EXERCISE INSTRUCTIONS >> For the material below, return exactly the lines starting at the one holding "actuator.export(channel)?;" and ending at the one holding "fn channel_dir(&self, channel: u8)", counting both as part of the range.
--- INPUT MATERIAL ---
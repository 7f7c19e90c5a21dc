//! Hardware boundary: the positioning and feeder servos, and the light.
//!
//! The simulation core only sees the [`Actuator`] and [`LightDisplay`]
//! traits. Adapters decide whether a command turns into a PWM pulse, an
//! LED panel fill, or just a log line.
//!
//! ## Servo calibration
//! Both servos run at 50 Hz. The duty cycle for an angle is
//! `2.6 % + span × angle / 180`, with a 6.5 % span for the positioner and
//! a 10.1 % span for the feeder.
//!
//! ## Dual-target design
//! On a Raspberry Pi the servos are driven through the kernel's sysfs PWM
//! interface ([`SysfsPwmActuator`]). Anywhere else [`LoggingActuator`]
//! tracks positions in memory so the simulation can run dry.

use crate::Color;
use crate::error::{ActuatorError, DisplayError};
use std::fs;
use std::path::{Path, PathBuf};

/// PWM frequency both servos expect.
pub const SERVO_HZ: u64 = 50;

const MIN_DUTY_PERCENT: f64 = 2.6;
const POSITIONER_SPAN_PERCENT: f64 = 6.5;
const FEEDER_SPAN_PERCENT: f64 = 10.1;

/// PWM channel of the moon positioner.
pub const POSITIONER_CHANNEL: u8 = 0;
/// PWM channel of the feeder arm.
pub const FEEDER_CHANNEL: u8 = 1;

/// Duty cycle (percent) that holds the positioner at `angle` degrees.
pub fn positioner_duty(angle: f64) -> f64 {
    MIN_DUTY_PERCENT + POSITIONER_SPAN_PERCENT * (clamp_angle(angle) / 180.0)
}

/// Duty cycle (percent) that holds the feeder arm at `angle` degrees.
pub fn feeder_duty(angle: f64) -> f64 {
    MIN_DUTY_PERCENT + FEEDER_SPAN_PERCENT * (clamp_angle(angle) / 180.0)
}

fn clamp_angle(angle: f64) -> f64 {
    angle.clamp(0.0, 180.0)
}

// ── Ports ────────────────────────────────────────────────────────────

/// Write-side port for the two servos.
///
/// Both calls are idempotent. The returned duty cycle is informational.
pub trait Actuator: Send {
    /// Move the moon positioner to `angle` degrees (0-180).
    fn set_position(&mut self, angle: f64) -> Result<f64, ActuatorError>;

    /// Move the feeder arm to `angle` degrees (0-180).
    fn set_feeder_position(&mut self, angle: f64) -> Result<f64, ActuatorError>;
}

/// Write-side port for the sky light.
pub trait LightDisplay: Send {
    fn render(&mut self, color: Color) -> Result<(), DisplayError>;
}

// ── Dry-run adapters ─────────────────────────────────────────────────

/// Actuator that only remembers and logs what it was told.
#[derive(Debug, Default, Clone, PartialEq)]
pub struct LoggingActuator {
    pub position: Option<f64>,
    pub feeder_position: Option<f64>,
    /// Every feeder angle commanded, oldest first
    pub feeder_history: Vec<f64>,
}

impl LoggingActuator {
    pub fn new() -> Self {
        Self::default()
    }
}

impl Actuator for LoggingActuator {
    fn set_position(&mut self, angle: f64) -> Result<f64, ActuatorError> {
        let angle = clamp_angle(angle);
        let duty = positioner_duty(angle);
        self.position = Some(angle);
        tracing::debug!(angle, duty, "positioner");
        Ok(duty)
    }

    fn set_feeder_position(&mut self, angle: f64) -> Result<f64, ActuatorError> {
        let angle = clamp_angle(angle);
        let duty = feeder_duty(angle);
        self.feeder_position = Some(angle);
        self.feeder_history.push(angle);
        tracing::debug!(angle, duty, "feeder");
        Ok(duty)
    }
}

/// Display that logs every color change.
#[derive(Debug, Default)]
pub struct LogDisplay {
    last: Option<Color>,
}

impl LogDisplay {
    pub fn new() -> Self {
        Self::default()
    }

    pub fn last(&self) -> Option<Color> {
        self.last
    }
}

impl LightDisplay for LogDisplay {
    fn render(&mut self, color: Color) -> Result<(), DisplayError> {
        if self.last != Some(color) {
            tracing::info!("Screen color = #{}", color);
        }
        self.last = Some(color);
        Ok(())
    }
}

// ── Sysfs PWM ────────────────────────────────────────────────────────

/// Servo driver on top of `/sys/class/pwm/pwmchipN`.
///
/// Channels are exported on open if the kernel has not exported them yet,
/// then configured for a 50 Hz period and enabled.
#[derive(Debug)]
pub struct SysfsPwmActuator {
    chip: PathBuf,
    period_ns: u64,
}

impl SysfsPwmActuator {
    /// Export and enable the positioner and feeder channels of `chip`.
    pub fn open(chip: impl Into<PathBuf>) -> Result<Self, ActuatorError> {
        let actuator = Self {
            chip: chip.into(),
            period_ns: 1_000_000_000 / SERVO_HZ,
        };

        for channel in [POSITIONER_CHANNEL, FEEDER_CHANNEL] {
            actuator.export(channel)?;
            actuator.write(channel, "period", actuator.period_ns)?;
            actuator.write(channel, "enable", 1)?;
        }

        tracing::info!("PWM chip {} ready", actuator.chip.display());
        Ok(actuator)
    }

    fn channel_dir(&self, channel: u8) -> PathBuf {
        self.chip.join(format!("pwm{channel}"))
    }

    fn export(&self, channel: u8) -> Result<(), ActuatorError> {
        if self.channel_dir(channel).is_dir() {
            return Ok(());
        }
        write_value(&self.chip.join("export"), channel)
            .map_err(|source| ActuatorError::Pwm { channel, source })
    }

    fn write(
        &self,
        channel: u8,
        attribute: &str,
        value: impl ToString,
    ) -> Result<(), ActuatorError> {
        write_value(&self.channel_dir(channel).join(attribute), value)
            .map_err(|source| ActuatorError::Pwm { channel, source })
    }

    fn set_duty(&mut self, channel: u8, duty_percent: f64) -> Result<(), ActuatorError> {
        let duty_ns = (self.period_ns as f64 * duty_percent / 100.0).round() as u64;
        self.write(channel, "duty_cycle", duty_ns)
    }
}

fn write_value(path: &Path, value: impl ToString) -> std::io::Result<()> {
    fs::write(path, value.to_string())
}

impl Actuator for SysfsPwmActuator {
    fn set_position(&mut self, angle: f64) -> Result<f64, ActuatorError> {
        let duty = positioner_duty(angle);
        self.set_duty(POSITIONER_CHANNEL, duty)?;
        tracing::debug!(angle, duty, "positioner");
        Ok(duty)
    }

    fn set_feeder_position(&mut self, angle: f64) -> Result<f64, ActuatorError> {
        let duty = feeder_duty(angle);
        self.set_duty(FEEDER_CHANNEL, duty)?;
        tracing::debug!(angle, duty, "feeder");
        Ok(duty)
    }
}
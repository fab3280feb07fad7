//! Directory queries and operations.
//!
//! Thin wrappers over `std::fs` that log through `tracing` and report
//! failures as [`FileError`]. Creation treats an existing path as success,
//! and recursive removal treats a missing path as success.
//!
//! # Example
//!
//! ```ignore
//! use horizon_fs::directory::{create_dirs, for_each_entry};
//!
//! create_dirs("saves/slot1")?;
//!
//! let count = for_each_entry("saves", |_dir, name| {
//!     println!("{name}");
//!     true
//! })?;
//! ```

use std::fs;
use std::path::{Path, PathBuf};

use tracing::{debug, error, trace, warn};

use crate::error::{FileError, FileResult};
use crate::logging::targets;
use crate::path::{DirectorySeparator, full_path_directory, sanitize_path};

// ============================================================================
// Queries
// ============================================================================

/// Returns true if something exists at `path`.
///
/// Errors while checking (permission problems, for instance) count as
/// "does not exist".
pub fn exists(path: impl AsRef<Path>) -> bool {
    fs::exists(path.as_ref()).unwrap_or(false)
}

/// Returns true if `path` exists and is a directory.
pub fn is_dir(path: impl AsRef<Path>) -> bool {
    path.as_ref().is_dir()
}

// ============================================================================
// Creation
// ============================================================================

/// Creates a single directory. Succeeds if the path already exists.
///
/// # Errors
///
/// Returns an error if the parent is missing or permission is denied.
pub fn create_dir(path: impl AsRef<Path>) -> FileResult<()> {
    let path = path.as_ref();
    trace!(target: targets::FILESYSTEM, path = %path.display(), "create_dir");

    if exists(path) {
        debug!(target: targets::FILESYSTEM, path = %path.display(), "path exists");
        return Ok(());
    }

    fs::create_dir(path).map_err(|e| {
        error!(target: targets::FILESYSTEM, path = %path.display(), error = %e, "unable to create directory");
        FileError::from_io(e, path)
    })
}

/// Creates a directory and all missing parents. Succeeds if the path
/// already exists.
pub fn create_dirs(path: impl AsRef<Path>) -> FileResult<()> {
    let path = path.as_ref();
    trace!(target: targets::FILESYSTEM, path = %path.display(), "create_dirs");

    if exists(path) {
        debug!(target: targets::FILESYSTEM, path = %path.display(), "path exists");
        return Ok(());
    }

    fs::create_dir_all(path).map_err(|e| {
        error!(target: targets::FILESYSTEM, path = %path.display(), error = %e, "unable to create directories");
        FileError::from_io(e, path)
    })
}

/// Creates every directory a path needs.
///
/// The path is sanitized to forward slashes first. If it contains no `.` it
/// is taken to be a directory and created in full. Otherwise it is taken to
/// be a file and only the part before the last `/` is created.
///
/// A file name without any directory part (such as `"save.dat"`) creates
/// nothing and succeeds. So does a directory name containing a dot, which is
/// treated as a file: `"a/b.d"` only creates `"a"`.
///
/// # Example
///
/// ```ignore
/// create_full_path("logs/2024/latest.log")?; // creates logs/2024
/// create_full_path("cache\\shaders")?;        // creates cache/shaders
/// ```
pub fn create_full_path(path: &str) -> FileResult<()> {
    trace!(target: targets::FILESYSTEM, path, "create_full_path");
    let sanitized = sanitize_path(path, DirectorySeparator::ForwardSlash);
    create_dirs(full_path_directory(&sanitized))
}

// ============================================================================
// Removal and Copying
// ============================================================================

/// Removes a directory and everything in it. A missing directory is not an
/// error.
pub fn remove_dir_all(path: impl AsRef<Path>) -> FileResult<()> {
    let path = path.as_ref();
    trace!(target: targets::FILESYSTEM, path = %path.display(), "remove_dir_all");

    match fs::remove_dir_all(path) {
        Ok(()) => Ok(()),
        Err(e) if e.kind() == std::io::ErrorKind::NotFound => {
            debug!(target: targets::FILESYSTEM, path = %path.display(), "does not exist");
            Ok(())
        }
        Err(e) => {
            error!(
                target: targets::FILESYSTEM,
                path = %path.display(),
                error = %e,
                "unable to completely delete directory"
            );
            Err(FileError::from_io(e, path))
        }
    }
}

/// Copies a directory tree into `dst`, skipping files that already exist.
///
/// This is best effort: entries that fail to copy are logged and skipped,
/// and the copy carries on with the rest. Returns the number of failures.
pub fn copy_dir(src: impl AsRef<Path>, dst: impl AsRef<Path>) -> usize {
    let (src, dst) = (src.as_ref(), dst.as_ref());
    trace!(target: targets::FILESYSTEM, src = %src.display(), dst = %dst.display(), "copy_dir");

    let failures = copy_tree(src, dst);
    if failures == 0 {
        trace!(target: targets::FILESYSTEM, "successfully copied directory");
    } else {
        error!(
            target: targets::FILESYSTEM,
            src = %src.display(),
            dst = %dst.display(),
            failures,
            "error copying directory"
        );
    }
    failures
}

fn copy_tree(src: &Path, dst: &Path) -> usize {
    if let Err(e) = fs::create_dir_all(dst) {
        warn!(target: targets::FILESYSTEM, path = %dst.display(), error = %e, "cannot create copy target");
        return 1;
    }

    let entries = match fs::read_dir(src) {
        Ok(entries) => entries,
        Err(e) => {
            warn!(target: targets::FILESYSTEM, path = %src.display(), error = %e, "cannot read copy source");
            return 1;
        }
    };

    let mut failures = 0;
    for entry in entries {
        let entry = match entry {
            Ok(entry) => entry,
            Err(e) => {
                warn!(target: targets::FILESYSTEM, path = %src.display(), error = %e, "cannot read entry");
                failures += 1;
                continue;
            }
        };
        let from = entry.path();
        let to = dst.join(entry.file_name());

        if from.is_dir() {
            failures += copy_tree(&from, &to);
        } else if !exists(&to)
            && let Err(e) = fs::copy(&from, &to)
        {
            warn!(
                target: targets::FILESYSTEM,
                src = %from.display(),
                dst = %to.display(),
                error = %e,
                "cannot copy file"
            );
            failures += 1;
        }
    }
    failures
}

// ============================================================================
// Enumeration
// ============================================================================

/// Calls `visit` with the directory and the name of each of its entries.
///
/// `.` and `..` are never passed to the visitor. Order is whatever the host
/// returns. The visitor stops the walk by returning `false`.
///
/// Returns the number of entries visited.
///
/// # Errors
///
/// Returns an error if the directory cannot be read, and an
/// [`Interrupted`](crate::FileErrorKind::Interrupted) error if the visitor
/// stopped the walk.
pub fn for_each_entry<F>(directory: impl AsRef<Path>, mut visit: F) -> FileResult<u64>
where
    F: FnMut(&Path, &str) -> bool,
{
    let directory = directory.as_ref();
    trace!(target: targets::FILESYSTEM, directory = %directory.display(), "for_each_entry");

    let entries = fs::read_dir(directory).map_err(|e| FileError::from_io(e, directory))?;

    let mut visited = 0u64;
    for entry in entries {
        let entry = entry.map_err(|e| FileError::from_io(e, directory))?;
        let name = entry.file_name();
        let name = name.to_string_lossy();
        if name == "." || name == ".." {
            continue;
        }

        if !visit(directory, &name) {
            debug!(target: targets::FILESYSTEM, directory = %directory.display(), "enumeration stopped by visitor");
            return Err(FileError::interrupted(directory));
        }
        visited += 1;
    }
    Ok(visited)
}

// ============================================================================
// Working Directory
// ============================================================================

/// Returns the process working directory.
pub fn current_dir() -> FileResult<PathBuf> {
    std::env::current_dir().map_err(|e| {
        error!(target: targets::FILESYSTEM, error = %e, "unable to retrieve current working directory");
        FileError::from(e)
    })
}

/// Changes the process working directory.
pub fn set_current_dir(path: impl AsRef<Path>) -> FileResult<()> {
    let path = path.as_ref();
    std::env::set_current_dir(path).map_err(|e| {
        error!(target: targets::FILESYSTEM, path = %path.display(), error = %e, "unable to set working directory");
        FileError::from_io(e, path)
    })
}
---
ANSWER TO THE EXERCISE >>
            actuator.export(channel)?;
            actuator.write(channel, "period", actuator.period_ns)?;
            actuator.write(channel, "enable", 1)?;
        }

        tracing::info!("PWM chip {} ready", actuator.chip.display());
        Ok(actuator)
    }

    fn channel_dir(&self, channel: u8) -> PathBuf {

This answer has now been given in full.